In particular, it’s the only conservative solution. The Opposition is rightly hammering the Labour government at present on the issue of a wealth tax, with Kemi Badenoch raising this issue at Prime Ministers’ Questions. But of course inheritance tax is a wealth tax, in all but name. If the Conservatives oppose wealth taxes in principle, as they should, they should be proposing a complete abolition of inheritance tax.
Given how vital it is to ensure that abolishing inheritance tax is in the next Conservative manifesto is, we at the TPA have produced a helpful guide containing all Conservatives need to know.
Firstly, and this cannot be repeated enough, the public absolutely loathe it. A majority of all Brits want it cut or abolished, and every group polled except for those with a PhD rank it as the most unfair tax out of a list.
Despite how unpopular it is, it represents a rounding error in Treasury revenues. Less than one per cent of total tax revenue in 2023-24 came from inheritance tax; that is less than stamp duty, fuel duty, tobacco duty and alcohol duty. At £7.5 billion in receipts it wouldn’t take much action on spending to cover the cost of the lost revenue – and that’s before you even assume that its abolition could influence behaviour in a way that ends up driving growth. A sensible reduction in foreign aid, the scrapping of unnecessary EDI roles, and cutting the cost of public sector trade union facility time would get you most of the way there.

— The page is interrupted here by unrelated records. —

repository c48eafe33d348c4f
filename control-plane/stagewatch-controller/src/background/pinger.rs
use std::sync::Arc;
use std::time::Duration;

use anyhow::Context;
use tokio::task::JoinHandle;
use tokio::time::MissedTickBehavior;
use tracing::{debug, error};

use crate::sink::StatusSink;

/// Ping the status server once, then keep pinging on `interval` in the
/// background. The server tracks the last contact per environment, and
/// quiet environments would otherwise look disconnected.
///
/// The first ping is awaited because it registers a new environment; its
/// failure is a startup error. Later failures are only logged.
pub async fn start_pinger(
    sink: Arc<dyn StatusSink>,
    environment: String,
    interval: Duration,
) -> anyhow::Result<JoinHandle<anyhow::Result<()>>> {
    sink.ping(&environment)
        .await
        .with_context(|| format!("initial ping for environment {:?} failed", environment))?;
    debug!(%environment, "initial ping ok");
    Ok(tokio::spawn(ping_loop(sink, environment, interval)))
}

async fn ping_loop(
    sink: Arc<dyn StatusSink>,
    environment: String,
    interval: Duration,
) -> anyhow::Result<()> {
    let mut ticker = tokio::time::interval(interval);
    ticker.set_missed_tick_behavior(MissedTickBehavior::Delay);
    // interval fires immediately; the initial ping already happened
    ticker.tick().await;
    loop {
        ticker.tick().await;
        if let Err(e) = sink.ping(&environment).await {
            error!(%environment, error = %e, "error pinging environment");
        }
    }
}
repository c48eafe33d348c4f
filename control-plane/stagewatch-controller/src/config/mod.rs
mod types;

pub use types::*;
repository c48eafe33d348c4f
pub mod enums;
pub mod environment;
pub mod status;

pub use enums::*;
pub use environment::*;
pub use status::*;
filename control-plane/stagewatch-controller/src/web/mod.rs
use std::net::SocketAddr;

use axum::{Router, routing::get};
use tower_http::trace::TraceLayer;
use tracing::info;

pub fn health_router() -> Router {
    // /health is preferred; /healthz kept for probes that expect it
    Router::new()
        .route("/health", get(|| async { "ok" }))
        .route("/healthz", get(|| async { "ok" }))
        .layer(TraceLayer::new_for_http())
}

pub async fn run_http_server(addr: SocketAddr) -> anyhow::Result<()> {
    info!("health endpoint listening on {}", addr);
    let listener = tokio::net::TcpListener::bind(addr).await?;
    axum::serve(listener, health_router()).await?;
    Ok(())
}
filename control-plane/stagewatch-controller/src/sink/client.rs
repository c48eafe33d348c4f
use std::time::Duration;

use async_trait::async_trait;
use http::StatusCode;
use reqwest::Url;
use serde::Serialize;
use stagewatch_models::{CompositeStatus, EnvironmentConfig};
use tracing::debug;

use super::{SinkError, StatusSink};
use crate::config::ControllerConfig;

/// Status server client speaking the `/api/v1` JSON API.
#[derive(Clone, Debug)]
pub struct HttpSink {
    client: reqwest::Client,
    base: Url,
    apikey: String,
}

/// Parse the status server base URL. Only absolute http(s) URLs are accepted.
pub fn parse_base_url(raw: &str) -> Result<Url, SinkError> {
    let url = Url::parse(raw.trim()).map_err(|e| SinkError::Url(format!("{raw:?}: {e}")))?;
    if !matches!(url.scheme(), "http" | "https") || url.cannot_be_a_base() {
        return Err(SinkError::Url(format!("{raw:?}: expected an http or https url")));
    }
    Ok(url)
}

impl HttpSink {
    pub fn new(
        base: impl Into<String>,
        apikey: impl Into<String>,
        timeout: Duration,
    ) -> Result<Self, SinkError> {
        let base = parse_base_url(&base.into())?;
        let client = reqwest::Client::builder().timeout(timeout).build()?;
        Ok(Self {
            client,
            base,
            apikey: apikey.into(),
        })
    }

    pub fn from_config(cfg: &ControllerConfig) -> Result<Self, SinkError> {
        Self::new(
            cfg.server_url.clone(),
            cfg.server_apikey.clone(),
            Duration::from_secs(cfg.server_timeout_secs),
        )
    }

    /// `base` + `/api/v1/` + segments, each segment percent-encoded.
    fn endpoint(&self, segments: &[&str]) -> Result<Url, SinkError> {
        let mut url = self.base.clone();
        url.path_segments_mut()
            .map_err(|_| SinkError::Url(self.base.to_string()))?
            .pop_if_empty()
            .extend(["api", "v1"])
            .extend(segments);
        Ok(url)
    }

    async fn put<B: Serialize + ?Sized>(
        &self,
        segments: &[&str],
        body: Option<&B>,
    ) -> Result<(), SinkError> {
        let url = self.endpoint(segments)?;
        let mut req = self
            .client
            .put(url.clone())
            .header(http::header::AUTHORIZATION, format!("Apikey {}", self.apikey));
        if let Some(body) = body {
            req = req.json(body);
        }
        let res = req.send().await?;
        let status = res.status();
        debug!(%url, status = status.as_u16(), "status server response");
        if status.is_success() {
            return Ok(());
        }
        let body = res.text().await.unwrap_or_default();
        if status == StatusCode::CONFLICT {
            return Err(SinkError::Conflict(body));
        }
        Err(SinkError::Status {
            status: status.as_u16(),
            body,
        })
    }
}

#[async_trait]
impl StatusSink for HttpSink {
    async fn push_status(
        &self,
        name: &str,
        environment: &str,
        status: &CompositeStatus,
    ) -> Result<(), SinkError> {
        self.put(&["deployments", name, "status", environment], Some(status))
            .await
    }

    async fn ping(&self, environment: &str) -> Result<(), SinkError> {
        self.put::<()>(&["environments", environment, "ping"], None)
            .await
    }

    async fn set_environment_config(
        &self,
        environment: &str,
        config: &EnvironmentConfig,
    ) -> Result<(), SinkError> {
        self.put(&["environments", environment, "config"], Some(config))
            .await
    }
}
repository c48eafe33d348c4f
use std::collections::HashMap;

use stagewatch_models::Problem;

use super::observed::PodSnapshot;
use super::probes::ProblemProbe;

/// Problems keyed by their literal message, with occurrence counts.
#[derive(Clone, Debug, Default, PartialEq, Eq)]
pub struct ProblemSet {
    counts: HashMap<String, u32>,
}

impl ProblemSet {
    pub fn new() -> Self {
        Self::default()
    }

    pub fn add(&mut self, message: impl Into<String>) {
        *self.counts.entry(message.into()).or_insert(0) += 1;
    }

    /// Add every count of `other` into this set.
    pub fn merge(&mut self, other: ProblemSet) {
        for (message, count) in other.counts {
            *self.counts.entry(message).or_insert(0) += count;
        }
    }

    pub fn count(&self, message: &str) -> u32 {
        self.counts.get(message).copied().unwrap_or(0)
    }

    pub fn len(&self) -> usize {
        self.counts.len()
    }

    pub fn is_empty(&self) -> bool {
        self.counts.is_empty()
    }

    /// Problems in unspecified order.
    pub fn items(&self) -> Vec<Problem> {
        self.counts
            .iter()
            .map(|(message, count)| Problem {
                message: message.clone(),
                count: *count,
            })
            .collect()
    }

    /// Problems ordered by message, so identical input yields an identical payload.
    pub fn into_sorted_vec(self) -> Vec<Problem> {
        let mut out: Vec<Problem> = self
            .counts
            .into_iter()
            .map(|(message, count)| Problem { message, count })
            .collect();
        out.sort_by(|a, b| a.message.cmp(&b.message));
        out
    }
}

/// Run every probe against every pod and count the resulting messages.
pub fn aggregate(
    pods: &[PodSnapshot],
    probes: &[Box<dyn ProblemProbe>],
) -> ProblemSet {
    let mut set = ProblemSet::new();
    for pod in pods {
        for probe in probes {
            if let Some(problem) = probe.get_problem(pod) {
                set.add(problem.message);
            }
        }
    }
    set
}
mod common;

use chrono::Utc;
use serde_json::json;
use stagewatch_controller::snapshot::{
    pod_snapshot, revision_snapshot, route_traffic, workload_snapshot,
};
use stagewatch_controller::status::{
    KnativeObservation, RevisionObservation, aggregate, assemble_knative,
    classify_rollout, default_probes,
};
use stagewatch_models::{RevisionStatus, RolloutStatus};

fn observation() -> KnativeObservation {
    let rev0 = revision_snapshot(&common::revision("rev0", "my/image:0.0.1", 0, "True")).unwrap();
    let rev1 = revision_snapshot(&common::revision("rev1", "my/image:0.0.2", 1, "True")).unwrap();
    let traffic = route_traffic(&common::route(json!([
        {"revisionName": "rev0", "percent": 90},
        {"revisionName": "rev1", "percent": 10, "tag": "canary"}
    ])))
    .unwrap();

    KnativeObservation {
        name: "myapp".into(),
        revision_number: Ok(1),
        latest_created_revision_name: "rev1".into(),
        latest_ready_revision_name: "rev1".into(),
        revisions: vec![
            RevisionObservation {
                revision: rev0,
                workload: None,
            },
            RevisionObservation {
                revision: rev1,
                workload: Some(workload_snapshot(&common::deployment(
                    "rev1-deployment",
                    1,
                    1,
                    1,
                    1,
                ))),
            },
        ],
        traffic,
    }
}

#[test]
fn two_revision_round_trip() {
    let status = assemble_knative(&observation(), Default::default()).unwrap();

    assert_eq!(status.revisions[0].docker_image, "my/image:0.0.1");
    assert_eq!(status.revisions[0].revision_number, 0);
    assert_eq!(status.revisions[1].docker_image, "my/image:0.0.2");
    assert_eq!(status.revisions[1].revision_number, 1);
    assert_eq!(status.revisions[1].available_replicas, 1);
    assert_eq!(status.revisions[1].status, RevisionStatus::Ready);

    let traffic: Vec<_> = status
        .traffic
        .iter()
        .map(|t| (t.revision_name.as_str(), t.percent, t.tag.as_deref()))
        .collect();
    assert_eq!(
        traffic,
        vec![("rev0", Some(90), None), ("rev1", Some(10), Some("canary"))]
    );
    assert_eq!(status.rollout_status, RolloutStatus::Complete);

    let body = serde_json::to_value(&status).unwrap();
    assert_eq!(body["revisions"][0]["dockerImage"], "my/image:0.0.1");
    assert_eq!(body["revisions"][1]["availableReplicas"], 1);
    assert_eq!(body["traffic"][1]["tag"], "canary");
}

#[test]
fn stale_deployment_waits_for_details() {
    let w = workload_snapshot(&common::deployment("myapp", 2, 1, 3, 3));
    let rollout = classify_rollout(&w);
    assert_eq!(rollout.status, RolloutStatus::InProgress);
    assert_eq!(rollout.reason, "Waiting for deployment details");
}

#[test]
fn crashing_pods_are_counted_once_per_message() {
    let pods: Vec<_> = ["a", "b", "c"]
        .iter()
        .map(|n| pod_snapshot(&common::crashing_pod(n)))
        .collect();
    let problems = aggregate(&pods, &default_probes(Utc::now()));
    assert_eq!(problems.len(), 1);
    assert_eq!(problems.count("CrashLoopBackOff: back-off restarting"), 3);

    let status = assemble_knative(&observation(), problems).unwrap();
    assert_eq!(status.problems.len(), 1);
    assert_eq!(status.problems[0].count, 3);
}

Then there is the absurd complexity of it, part of the reason why it is so despised. Just look at the allowances needed for gifts to limit the tyrannical nature of the tax.
An individual can give up to £3,000 tax free in gifts and carry over unused exemptions for one year. But on top of that, an individual can give gifts of up to £250 to an unlimited number of people as long as none of these people receive gifts from the £3,000 allowance. Birthday and Christmas gifts are separate, as are wedding gifts. And as long as someone lives for seven years after handing over a portion of their wealth, it is not subject to any tax at all, however much is passed on – meaning it’s a tax on bad luck as much as anything.
One of the great myths that needs to be busted is the claim that it only impacts a small number of people. The stat often mentioned is that only five per cent of estates are subject to inheritance tax.
But this is a terrible proxy for the number of people actually impacted by the tax. Firstly, it doesn’t capture the estates that managed to avoid inheritance tax through careful tax planning; these are still estates impacted by the tax, even if they don’t end up paying it.
It also does not tell you anything about how many people are involved in the division of each estate. They will have siblings, children, friends and more who may have an interest or part in anything left over. All of them grieving; all now facing a potential tax bill. And while it may “only” be five per cent of estates liable now, by 2029-30 it is set to be 9.5 per cent due to frozen thresholds.
This dreadful tax is completely unnecessary. It’s by no means the norm: New Zealand, Norway, Portugal, and Sweden are just a few countries with no or limited inheritance tax. There is much that the next Conservative policy offering needs to focus on. But when it comes to tax reform, abolition of the hated death duty must be a priority.